By the way, Anthony...
You'll never kill my Death Guard....or Eldar ;]


----------



## traceman923 (Apr 14, 2008)

well thank u "johnny" a defiler wouldnt be a bad idea and about ur eldar and death guard once my army is done bring it


----------



## CATzeentch (Dec 25, 2007)

I have the same problem when going against nids, just need more rounds...and i havn't figured a good tzeentchy way to fix it...
But just a touch on the DG v. 1ksons, it comes down to rolling as they have similar survivability in most situations...


----------



## Psyan (Apr 6, 2008)

Winning battles like the ones mentioned above is about creating match-ups between units that are advantageous to your side.

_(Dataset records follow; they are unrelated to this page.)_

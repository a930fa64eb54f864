//! Ratcliff/Obershelp similarity: `2 * M / T` over characters.

#[derive(Debug, Clone, Copy, PartialEq, Eq)]
struct Block {
    a: usize,
    b: usize,
    len: usize,
}

/// Two empty strings score `1.0`; an empty string against a non-empty one
/// scores `0.0`. Operands are put in a canonical order before matching so that
/// `score(a, b) == score(b, a)` even when longest runs tie.
pub fn score(a: &str, b: &str) -> f64 {
    let a = a.to_lowercase();
    let b = b.to_lowercase();
    let (first, second) = if a <= b { (a, b) } else { (b, a) };

    let first: Vec<char> = first.chars().collect();
    let second: Vec<char> = second.chars().collect();
    ratio(&first, &second)
}

pub fn ratio(a: &[char], b: &[char]) -> f64 {
    let total = a.len() + b.len();
    if total == 0 {
        return 1.0;
    }
    2.0 * matching_chars(a, b) as f64 / total as f64
}

fn matching_chars(a: &[char], b: &[char]) -> usize {
    let mut matched = 0;
    let mut pending = vec![(0, a.len(), 0, b.len())];

    while let Some((alo, ahi, blo, bhi)) = pending.pop() {
        let Some(block) = longest_match(a, b, alo, ahi, blo, bhi) else {
            continue;
        };
        matched += block.len;

        if alo < block.a && blo < block.b {
            pending.push((alo, block.a, blo, block.b));
        }
        let (a_end, b_end) = (block.a + block.len, block.b + block.len);
        if a_end < ahi && b_end < bhi {
            pending.push((a_end, ahi, b_end, bhi));
        }
    }

    matched
}

/// Longest run common to `a[alo..ahi]` and `b[blo..bhi]`.
///
/// Ties go to the run that ends first in `a`, then first in `b`.
fn longest_match(
    a: &[char],
    b: &[char],
    alo: usize,
    ahi: usize,
    blo: usize,
    bhi: usize,
) -> Option<Block> {
    let width = bhi - blo;
    let mut prev = vec![0usize; width + 1];
    let mut curr = vec![0usize; width + 1];
    let mut best = Block {
        a: alo,
        b: blo,
        len: 0,
    };

    for i in alo..ahi {
        for j in blo..bhi {
            let col = j - blo + 1;
            curr[col] = if a[i] == b[j] { prev[col - 1] + 1 } else { 0 };
            if curr[col] > best.len {
                let len = curr[col];
                best = Block {
                    a: i + 1 - len,
                    b: j + 1 - len,
                    len,
                };
            }
        }
        std::mem::swap(&mut prev, &mut curr);
    }

    (best.len > 0).then_some(best)
}
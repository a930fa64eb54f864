use std::{collections::HashSet, fmt};

use serde::Deserialize;

use crate::error::CatalogError;

pub const CATALOG_VERSION: u32 = 1;

#[derive(Debug, Clone, PartialEq, Eq, Hash)]
pub struct Intent(String);

impl Intent {
    pub const CANCEL: &'static str = "cancel";
    pub const EXIT: &'static str = "exit";

    pub fn new(id: impl Into<String>) -> Self {
        Self(id.into())
    }

    pub fn as_str(&self) -> &str {
        &self.0
    }

    pub fn control(&self) -> Option<Control> {
        match self.0.as_str() {
            Self::CANCEL => Some(Control::Cancel),
            Self::EXIT => Some(Control::Exit),
            _ => None,
        }
    }

    pub fn is_control(&self) -> bool {
        self.control().is_some()
    }
}

impl fmt::Display for Intent {
    fn fmt(&self, f: &mut fmt::Formatter<'_>) -> fmt::Result {
        f.write_str(&self.0)
    }
}

#[derive(Debug, Clone, Copy, PartialEq, Eq)]
pub enum Control {
    Cancel,
    Exit,
}

impl Control {
    pub const ALL: [Control; 2] = [Control::Cancel, Control::Exit];

    pub fn id(self) -> &'static str {
        match self {
            Control::Cancel => Intent::CANCEL,
            Control::Exit => Intent::EXIT,
        }
    }
}

#[derive(Debug, Clone, Deserialize, PartialEq)]
pub struct CatalogSpec {
    pub version: u32,
    #[serde(rename = "intent", default)]
    pub intents: Vec<IntentSpec>,
}

#[derive(Debug, Clone, Deserialize, PartialEq)]
pub struct IntentSpec {
    pub id: String,
    pub phrases: Vec<String>,
}

impl CatalogSpec {
    pub fn new(intents: Vec<IntentSpec>) -> Self {
        Self {
            version: CATALOG_VERSION,
            intents,
        }
    }
}

impl IntentSpec {
    pub fn new<I, S>(id: impl Into<String>, phrases: I) -> Self
    where
        I: IntoIterator<Item = S>,
        S: Into<String>,
    {
        Self {
            id: id.into(),
            phrases: phrases.into_iter().map(Into::into).collect(),
        }
    }
}

#[derive(Debug, Clone)]
pub struct IntentEntry {
    intent: Intent,
    phrases: Vec<String>,
}

impl IntentEntry {
    pub fn intent(&self) -> &Intent {
        &self.intent
    }

    pub fn phrases(&self) -> &[String] {
        &self.phrases
    }
}

/// Entry order is declaration order and decides resolution ties.
#[derive(Debug, Clone)]
pub struct IntentCatalog {
    entries: Vec<IntentEntry>,
}

impl IntentCatalog {
    pub fn from_spec(spec: CatalogSpec) -> Result<Self, CatalogError> {
        if spec.version != CATALOG_VERSION {
            return Err(CatalogError::UnsupportedVersion {
                found: spec.version,
                expected: CATALOG_VERSION,
            });
        }

        let mut seen = HashSet::new();
        let mut entries = Vec::with_capacity(spec.intents.len());

        for IntentSpec { id, phrases } in spec.intents {
            if id.trim().is_empty() {
                return Err(CatalogError::BlankIntentId);
            }
            if !seen.insert(id.clone()) {
                return Err(CatalogError::DuplicateIntent(id));
            }
            if phrases.is_empty() {
                return Err(CatalogError::EmptyPhrases(id));
            }
            if phrases.iter().any(|phrase| phrase.trim().is_empty()) {
                return Err(CatalogError::BlankPhrase(id));
            }

            entries.push(IntentEntry {
                intent: Intent::new(id),
                phrases,
            });
        }

        for control in Control::ALL {
            if !seen.contains(control.id()) {
                return Err(CatalogError::MissingControlIntent(control.id()));
            }
        }

        Ok(Self { entries })
    }

    pub fn entries(&self) -> impl Iterator<Item = &IntentEntry> {
        self.entries.iter()
    }

    pub fn get(&self, id: &str) -> Option<&IntentEntry> {
        self.entries.iter().find(|entry| entry.intent.as_str() == id)
    }

    pub fn domain_intents(&self) -> impl Iterator<Item = &Intent> {
        self.entries
            .iter()
            .map(|entry| &entry.intent)
            .filter(|intent| !intent.is_control())
    }

    pub fn len(&self) -> usize {
        self.entries.len()
    }

    pub fn is_empty(&self) -> bool {
        self.entries.is_empty()
    }
}

#[cfg(test)]
mod tests {
    use super::*;

    fn controls() -> Vec<IntentSpec> {
        vec![
            IntentSpec::new("cancel", ["cancel"]),
            IntentSpec::new("exit", ["exit"]),
        ]
    }

    #[test]
    fn keeps_declaration_order() {
        let mut intents = vec![
            IntentSpec::new("b", ["bee"]),
            IntentSpec::new("a", ["ay"]),
        ];
        intents.extend(controls());

        let catalog = IntentCatalog::from_spec(CatalogSpec::new(intents)).unwrap();
        let ids: Vec<_> = catalog.entries().map(|e| e.intent().as_str()).collect();
        assert_eq!(ids, ["b", "a", "cancel", "exit"]);

        let domain: Vec<_> = catalog.domain_intents().map(Intent::as_str).collect();
        assert_eq!(domain, ["b", "a"]);
    }

    #[test]
    fn rejects_empty_phrase_set() {
        let mut intents = controls();
        intents.push(IntentSpec::new("add-note", Vec::<String>::new()));

        let err = IntentCatalog::from_spec(CatalogSpec::new(intents)).unwrap_err();
        assert_eq!(err, CatalogError::EmptyPhrases("add-note".into()));
    }

    #[test]
    fn rejects_blank_phrase_and_id() {
        let mut intents = controls();
        intents.push(IntentSpec::new("add-note", ["add note", "  "]));
        let err = IntentCatalog::from_spec(CatalogSpec::new(intents)).unwrap_err();
        assert_eq!(err, CatalogError::BlankPhrase("add-note".into()));

        let mut intents = controls();
        intents.push(IntentSpec::new(" ", ["anything"]));
        let err = IntentCatalog::from_spec(CatalogSpec::new(intents)).unwrap_err();
        assert_eq!(err, CatalogError::BlankIntentId);
    }

    #[test]
    fn rejects_missing_control_intents() {
        let spec = CatalogSpec::new(vec![IntentSpec::new("exit", ["exit"])]);
        let err = IntentCatalog::from_spec(spec).unwrap_err();
        assert_eq!(err, CatalogError::MissingControlIntent("cancel"));

        let spec = CatalogSpec::new(vec![IntentSpec::new("cancel", ["cancel"])]);
        let err = IntentCatalog::from_spec(spec).unwrap_err();
        assert_eq!(err, CatalogError::MissingControlIntent("exit"));
    }

    #[test]
    fn rejects_duplicates_and_unknown_versions() {
        let mut intents = controls();
        intents.push(IntentSpec::new("exit", ["quit"]));
        let err = IntentCatalog::from_spec(CatalogSpec::new(intents)).unwrap_err();
        assert_eq!(err, CatalogError::DuplicateIntent("exit".into()));

        let spec = CatalogSpec {
            version: 2,
            intents: controls(),
        };
        let err = IntentCatalog::from_spec(spec).unwrap_err();
        assert_eq!(
            err,
            CatalogError::UnsupportedVersion {
                found: 2,
                expected: CATALOG_VERSION
            }
        );
    }

    #[test]
    fn classifies_control_intents() {
        assert_eq!(Intent::new("exit").control(), Some(Control::Exit));
        assert_eq!(Intent::new("cancel").control(), Some(Control::Cancel));
        assert_eq!(Intent::new("add-contact").control(), None);
    }
}
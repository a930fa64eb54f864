pub mod config;
pub mod session;
pub mod store;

For example... most people know that large numbers of relatively weak attacks eventually trump even the best invulnerable saves. This means that our beloved Rubrics are at a disadvantage against hordes of 'nids. To create a positive match-up, you need to put your Rubrics against his fewer-numbered, more Elite troops that make fewer, but higher strength attacks. Your invulnerable saves will ensure that you get more chances to kill them with either your Force Weapon (Rubrics) or Power Fist (Tzeentch-marked non-Rubrics).

The Defiler is a nice thing to have, but I wouldn't base a strategy on it killing huge numbers of 'nids with either it's template or melee attacks. Chances are that your Defiler will get targetted early on by either the best shooting your opponent has, or Genestealers, or something equally nasty. Since you can't indirect fire any more, it's a lot harder to hide now, too.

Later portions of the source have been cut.